The Hague Court of Appeal reinstates $50 billion ECT award against Russia
On 18 February 2020, the Hague Court of Appeal delivered the latest ruling in the largest-valued international investment arbitration between three former shareholders of Yukos Oil Company (Yukos) and the Russian Federation (Russia).
The Court of Appeal reinstated three arbitral awards by the Permanent Court of Arbitration (PCA), ordering Russia to pay more than $50 billion to the shareholders for Russia’s breach of the Energy Charter Treaty (ECT). The Hague District Court had annulled the awards in 2016, but that judgment has now been overturned by the Court of Appeal. Despite the outcome of the case, Dutch rules on State immunity may nevertheless challenge enforcement of the awards.
Three shareholders of Yukos - formerly one of the largest oil and gas companies in Russia - initiated several proceedings against Russia after a series of tax measures, asset freezes and an internationally condemned auction of one of its subsidiaries resulted in the company being declared bankrupt in Russia. The bankruptcy was refused recognition in the Netherlands after the Dutch Supreme Court confirmed the Amsterdam District Court’s ruling that it violated Dutch public policy. The European Court of Human Rights furthermore awarded Yukos an unprecedented €1,9 billion in damages for Russia’s breach of its right to a fair trial and protection of property. With the latest judgment by the Court of Appeal concerning Russia’s breach of the ECT, Yukos’ have had their previously annulled awards reinstated.
The ECT awards before the Dutch Courts
In 2004 Yukos initiated arbitration proceedings against Russia, alleging that Russia had breached the ECT by unlawfully expropriating its investments. Russia contested the Tribunal’s jurisdiction in the matter, arguing that the ECT, including its arbitration clause did not apply to Russia, since it had only signed the treaty, but not ratified it. The Tribunal nevertheless upheld its jurisdiction, finding that the ECT applied provisionally to Russia from its signature until 2009 when it notified the depository of its intention not to ratify the treaty.
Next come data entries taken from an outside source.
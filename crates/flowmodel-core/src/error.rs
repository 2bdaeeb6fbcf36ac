use thiserror::Error;

/// Core error type for the flow model runtime
#[derive(Error, Debug, Clone, PartialEq, Eq)]
pub enum CoreError {
    /// Model class is not registered
    #[error("Model class '{0}' not found. Please register it first.")]
    ModelClassNotFound(String),

    /// Action is not registered
    #[error("Action not found: {0}")]
    ActionNotFound(String),

    /// Flow is not registered for the model class
    #[error("Flow not found: {0}")]
    FlowNotFound(String),

    /// Registration arguments are structurally invalid
    #[error("Invalid registration: {0}")]
    InvalidRegistration(String),

    /// A step handler failed
    #[error("Step execution error: {0}")]
    StepExecutionError(String),

    /// Flow application failed outside of a step handler
    #[error("Flow execution error: {0}")]
    FlowExecutionError(String),

    /// Model repository error
    #[error("Repository error: {0}")]
    RepositoryError(String),

    /// Serialization error
    #[error("Serialization error: {0}")]
    SerializationError(String),

    /// Configuration error
    #[error("Configuration error: {0}")]
    ConfigurationError(String),

    /// The engine owning a model has been dropped
    #[error("Flow engine unavailable: {0}")]
    EngineUnavailable(String),

    /// Generic error
    #[error("{0}")]
    Other(String),
}

impl From<serde_json::Error> for CoreError {
    fn from(err: serde_json::Error) -> Self {
        CoreError::SerializationError(err.to_string())
    }
}

impl From<String> for CoreError {
    fn from(err: String) -> Self {
        CoreError::Other(err)
    }
}

impl From<&str> for CoreError {
    fn from(err: &str) -> Self {
        CoreError::Other(err.to_string())
    }
}
//!
//! Flowmodel Core - flow orchestration runtime
//!
//! Registries for actions and model classes, model instances arranged in a
//! parent/child tree, flows attached to model classes, and a single-flight
//! cache that lets concurrent callers share one flow application.
//!
//! ```
//! use flowmodel_core::{
//!     step_fn, CreateModelOptions, FlowContext, FlowDefinition, FlowEngine, ModelClass,
//!     StepDefinition,
//! };
//! use serde_json::{json, Value};
//!
//! # #[tokio::main(flavor = "current_thread")]
//! # async fn main() -> Result<(), flowmodel_core::CoreError> {
//! let engine = FlowEngine::new();
//! engine.register_model_class("Widget", ModelClass::new("Widget"));
//! engine.register_flow(
//!     "Widget",
//!     FlowDefinition::new("default").with_step(StepDefinition::inline(
//!         "setTitle",
//!         step_fn(|ctx: FlowContext, params: Value| async move {
//!             ctx.model().set_prop("title", params["title"].clone());
//!             Ok(Value::Null)
//!         }),
//!     )),
//! );
//!
//! let widget = engine.create_model(CreateModelOptions::new("Widget").with_uid("w1"))?;
//! widget.apply_flow("default", json!({"title": "Hello"})).await?;
//! assert_eq!(widget.get_prop("title"), Some(json!("Hello")));
//! # Ok(())
//! # }
//! ```

#![forbid(unsafe_code)]
#![warn(missing_docs)]

/// Domain layer - models, classes, flows, steps and the repository contract
pub mod domain;

/// Application services - registries, flow execution, cache and engine facade
pub mod application;

/// Engine configuration
pub mod config;

/// Shared aliases and parameter helpers
pub mod types;

/// Error types
pub mod error;

// Re-export main API types for easy use
pub use application::apply_flow_cache::{cache_key, ApplyFlowCache, CacheEntry, CacheStatus, FlowOutcome};
pub use application::flow_engine::FlowEngine;
pub use config::{CacheConfig, EngineConfig, EvictionPolicy};
pub use domain::action::{ActionDefinition, ActionOptions, ActionRegistration};
pub use domain::context::FlowContext;
pub use domain::flow_definition::FlowDefinition;
pub use domain::model::{CreateModelOptions, FlowModel};
pub use domain::model_class::{InitHook, ModelClass};
pub use domain::repository::{ModelRecord, ModelRepository};
pub use domain::step::{step_fn, FnHandler, StepDefinition, StepHandler, StepKind};
pub use error::CoreError;
pub use types::{Props, StepParams};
The Tribunal further decided in its final awards that Russia had breached the ECT, ordering Russia to pay more than $50 billion for its indirect expropriation of Yukos’ investments. Following the awards, the shareholders sought enforcement of the awards in several countries, including the Unites States, Belgium, France and the United Kingdom. Russia challenged these enforcement actions, and initiated setting-aside proceedings before the District Court in the Hague
In its judgment of 20 April 2016, the District Court ruled in favor of Russia, finding that the Tribunal did not have jurisdiction over the dispute. The Court held that the ECT applied provisionally only to the extent that its application was compatible with Russian law. In this case, it found that the arbitration clause was incompatible with Russian law since there was no legal basis for it under national law. As such, there was no valid arbitration agreement and the Court consequently set the awards aside.
The shareholders appealed the judgment to the Court of Appeal, which found no incompatibility between the application of the ECT and Russian national law. The Court of Appeal further dismissed the other arguments brought forth by Russia, and reinstated the annulled awards.
Enforcement of the awards
As previously noted, the shareholders had already initiated enforcement actions in several countries following the final awards. These were however temporarily suspended in light of the appeal case. Despite the outcome of the appeal, enforcement of the awards is not a guaranteed success. In the same period as the court proceedings in the Netherlands, France and Belgium adopted so-called “Yukos-laws” concerning seizure of foreign States’ assets. These laws provide that enforcement actions against a foreign State’s assets require that the State has either designated the assets for enforcement of the claims, the assets are used for non-public commercial purposes, or the State has expressly consented to the attachment. Following the adoption of these “Yukos-laws” in Belgium and France, the Dutch Supreme Court clarified the position under Dutch law in its judgments of 30 September 2016 and 14 October 2016. The Supreme Court held that assets of foreign States are not subject to seizure unless it is proven that the assets are not destined for public purposes or if the State has waived its immunity, confirming the general presumption of sovereign immunity. The 14 October judgment further elaborated that a State becoming a party to the ECT does not amount to such waiver of immunity. It therefore remains to be seen how the rules on sovereign immunity will affect the enforcement of the ECT awards.
In the meantime, Russia’s Justice Ministry has said that Russia will appeal the judgment in cassation to the Dutch Supreme Court. Appeals to the Supreme Court may have suspensive effect. However, since in this case the judgment was declared enforceable, appealing the judgment will not necessarily hinder Yukos’ from pursuing enforcement of the awards.